El Emir y los khanes pusieron pie a tierra, al igual que los dignatarios que componían su cortejo, ocupando todos ellos su sitio en una magnífica tienda elevada en el centro de la primera terraza. Delante de la tienda, como siempre, el Corán estaba sobre la mesa sagrada.
El lugarteniente de Féofar-Khan no se hizo esperar y, antes de las cinco, los sones de las trompetas anunciaron su llegada.

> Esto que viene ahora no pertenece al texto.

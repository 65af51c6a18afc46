//! Canned replies used to simulate the secondary participant.

use rand::seq::IndexedRandom;

pub const CANNED_REPLIES: [&str; 9] = [
    "How are you doing today?",
    "That sounds interesting!",
    "Tell me more about that.",
    "I agree with you.",
    "What are your thoughts on this?",
    "This is so exciting!",
    "I didn't expect that!",
    "Thanks for sharing!",
    "Let's discuss this further.",
];

pub fn is_canned_reply(text: &str) -> bool {
    CANNED_REPLIES.contains(&text)
}

/// Produces the text of the next simulated reply.
pub trait ReplySource: Send + Sync {
    fn pick(&self) -> String;
}

/// Uniform random choice over [`CANNED_REPLIES`].
#[derive(Debug, Clone, Copy, Default)]
pub struct RandomReplies;

impl ReplySource for RandomReplies {
    fn pick(&self) -> String {
        CANNED_REPLIES
            .choose(&mut rand::rng())
            .copied()
            .unwrap_or(CANNED_REPLIES[0])
            .to_string()
    }
}
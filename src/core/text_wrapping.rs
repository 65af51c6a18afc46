//! Word wrapping for message bubbles.
//!
//! Bubbles are laid out before rendering so the message list knows exactly
//! how many rows each message takes; ratatui's own `Wrap` does not expose
//! that. Widths are measured in terminal cells, so wide characters count
//! double.

use unicode_width::{UnicodeWidthChar, UnicodeWidthStr};

/// Configuration for text wrapping behavior
#[derive(Debug, Clone, Copy)]
pub struct WrapConfig {
    /// Maximum width for text lines, in cells
    pub width: usize,
}

impl WrapConfig {
    pub fn new(width: usize) -> Self {
        Self { width: width.max(1) }
    }
}

pub struct TextWrapper;

impl TextWrapper {
    /// Wrap text at word boundaries. Words longer than the width are split.
    /// Explicit newlines start a new line. Runs of whitespace at a wrap point
    /// are dropped; elsewhere they are kept.
    pub fn wrap_lines(text: &str, config: &WrapConfig) -> Vec<String> {
        let mut out = Vec::new();
        for paragraph in text.split('\n') {
            wrap_paragraph(paragraph, config.width, &mut out);
        }
        out
    }

    pub fn count_wrapped_lines(text: &str, config: &WrapConfig) -> usize {
        Self::wrap_lines(text, config).len()
    }

    /// Widest line after wrapping.
    pub fn max_line_width(lines: &[String]) -> usize {
        lines
            .iter()
            .map(|line| UnicodeWidthStr::width(line.as_str()))
            .max()
            .unwrap_or(0)
    }
}

fn wrap_paragraph(paragraph: &str, width: usize, out: &mut Vec<String>) {
    let mut line = String::new();
    let mut line_width = 0usize;
    let mut pending_space = String::new();
    let mut pending_space_width = 0usize;

    for token in tokenize(paragraph) {
        match token {
            Token::Space(space) => {
                pending_space.push_str(space);
                pending_space_width += UnicodeWidthStr::width(space);
            }
            Token::Word(word) => {
                let word_width = UnicodeWidthStr::width(word);
                let fits = line_width + pending_space_width + word_width <= width;

                if fits {
                    line.push_str(&pending_space);
                    line.push_str(word);
                    line_width += pending_space_width + word_width;
                } else if word_width <= width {
                    if !line.is_empty() {
                        out.push(std::mem::take(&mut line));
                    }
                    line.push_str(word);
                    line_width = word_width;
                } else {
                    // Break the long word across as many lines as needed.
                    if line_width + pending_space_width < width && !line.is_empty() {
                        line.push_str(&pending_space);
                        line_width += pending_space_width;
                    } else if !line.is_empty() {
                        out.push(std::mem::take(&mut line));
                        line_width = 0;
                    }
                    for ch in word.chars() {
                        let ch_width = UnicodeWidthChar::width(ch).unwrap_or(0);
                        if line_width + ch_width > width && !line.is_empty() {
                            out.push(std::mem::take(&mut line));
                            line_width = 0;
                        }
                        line.push(ch);
                        line_width += ch_width;
                    }
                }
                pending_space.clear();
                pending_space_width = 0;
            }
        }
    }

    if line.is_empty() && !pending_space.is_empty() && pending_space_width <= width {
        line = pending_space;
    }
    out.push(line);
}

enum Token<'a> {
    Word(&'a str),
    Space(&'a str),
}

fn tokenize(text: &str) -> Vec<Token<'_>> {
    let mut tokens = Vec::new();
    let mut start = 0usize;
    let mut in_space: Option<bool> = None;

    for (idx, ch) in text.char_indices() {
        let is_space = ch.is_whitespace();
        match in_space {
            Some(current) if current != is_space => {
                tokens.push(make_token(&text[start..idx], current));
                start = idx;
                in_space = Some(is_space);
            }
            None => in_space = Some(is_space),
            _ => {}
        }
    }

    if let Some(current) = in_space {
        tokens.push(make_token(&text[start..], current));
    }
    tokens
}

fn make_token(slice: &str, is_space: bool) -> Token<'_> {
    if is_space {
        Token::Space(slice)
    } else {
        Token::Word(slice)
    }
}

#[cfg(test)]
mod tests {
    use super::*;

    fn wrap(text: &str, width: usize) -> Vec<String> {
        TextWrapper::wrap_lines(text, &WrapConfig::new(width))
    }

    #[test]
    fn test_basic_wrapping() {
        assert_eq!(
            wrap("How are you doing today?", 10),
            ["How are", "you doing", "today?"]
        );
    }

    #[test]
    fn short_text_stays_on_one_line() {
        assert_eq!(wrap("hi", 20), ["hi"]);
        assert_eq!(TextWrapper::count_wrapped_lines("hi", &WrapConfig::new(20)), 1);
    }

    #[test]
    fn test_preserve_multiple_spaces() {
        assert_eq!(wrap("a   b", 20), ["a   b"]);
    }

    #[test]
    fn test_long_word_breaking() {
        assert_eq!(wrap("abcdefghij", 4), ["abcd", "efgh", "ij"]);
        assert_eq!(wrap("ok abcdefgh", 4), ["ok a", "bcde", "fgh"]);
    }

    #[test]
    fn test_wrap_with_double_width_characters() {
        let lines = wrap("日本語のテキスト", 6);
        assert_eq!(lines, ["日本語", "のテキ", "スト"]);
        assert_eq!(TextWrapper::max_line_width(&lines), 6);
    }

    #[test]
    fn newlines_start_new_lines() {
        assert_eq!(wrap("one\n\ntwo", 10), ["one", "", "two"]);
    }

    #[test]
    fn empty_text_is_one_empty_line() {
        assert_eq!(wrap("", 10), [""]);
    }

    #[test]
    fn zero_width_is_treated_as_one() {
        assert_eq!(wrap("ab", 0), ["a", "b"]);
    }
}
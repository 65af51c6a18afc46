use crate::core::config::data::Config;
use crate::core::constants::DEFAULT_THEME_ID;
use crate::ui::builtin_themes::load_builtin_themes;

pub fn format_theme_list(config: &Config) -> String {
    let current_id_for_mark = config.theme.as_deref().unwrap_or(DEFAULT_THEME_ID);
    let current_display = config
        .theme
        .clone()
        .unwrap_or_else(|| format!("(default: {DEFAULT_THEME_ID})"));
    let mark = |id: &str| {
        if id.eq_ignore_ascii_case(current_id_for_mark) {
            "*"
        } else {
            " "
        }
    };

    let mut out = String::from("Available themes:\n\nBuilt-in:\n");
    for t in load_builtin_themes() {
        out.push_str(&format!("  {} {} - {}\n", mark(&t.id), t.id, t.display_name));
    }

    let customs = config.list_custom_themes();
    if !customs.is_empty() {
        out.push_str("\nCustom:\n");
        for t in customs {
            out.push_str(&format!("  {} {} - {}\n", mark(&t.id), t.id, t.display_name));
        }
    }

    out.push_str(&format!("\nCurrent: {current_display}\n"));
    out
}

pub fn list_themes(config: &Config) {
    print!("{}", format_theme_list(config));
}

Ivan Ogareff —el «cariacuchillado», como ya se le llamaba—, vistiendo esta vez uniforme de oficial tártaro, llegó a caballo frente a la tienda del Emir. Iba acompañado por una parte de los soldados del campamento de Zabediero, que situaron a los lados de la plaza, en medio de la cual no quedaba más que el espacio justo reservado a los espectáculos.
En el rostro del traidor se veía una ancha cicatriz que cruzaba oblicuamente su mejilla de parte a parte.
Ivan Ogareff presentó al Emir a sus principales oficiales y Féofar-Khan, sin apartarse de la frialdad que constituía el fondo de su rango, los acogió de manera que quedaron satisfechos del recibimiento.
Esa fue, al menos, la impresión de Harry Blount y Alcide Jolivet, los dos inseparables que ahora se habían asociado para la caza de noticias.
Después de haber dejado Zabediero, habían llegado a Tomsk con toda rapidez. Su proyecto era abandonar cuanto antes la compañía de los tártaros y unirse a cualquier cuerpo de ejército ruso lo más pronto posible y, si podían, llegar con ellos hasta Irkutsk.
Lo que habían visto de la invasión, sus incendios, pillaje y muertes, les había horrorizado profundamente y sentían el deseo de encontrarse entre las filas del ejército siberiano.
Sin embargo, Alcide Jolivet había hecho comprender a su colega que no podían abandonar Tomsk sin tomar algunas notas sobre aquella entrada triunfal de las tropas tártaras —aunque sólo fuera para satisfacer la curiosidad de su prima—, y Harry Blount se decidió a quedarse durante unas horas; pero la misma tarde debían partir ambos para volver sobre la ruta de Irkutsk y, bien montados como iban, esperaban adelantarse a los exploradores del Emir.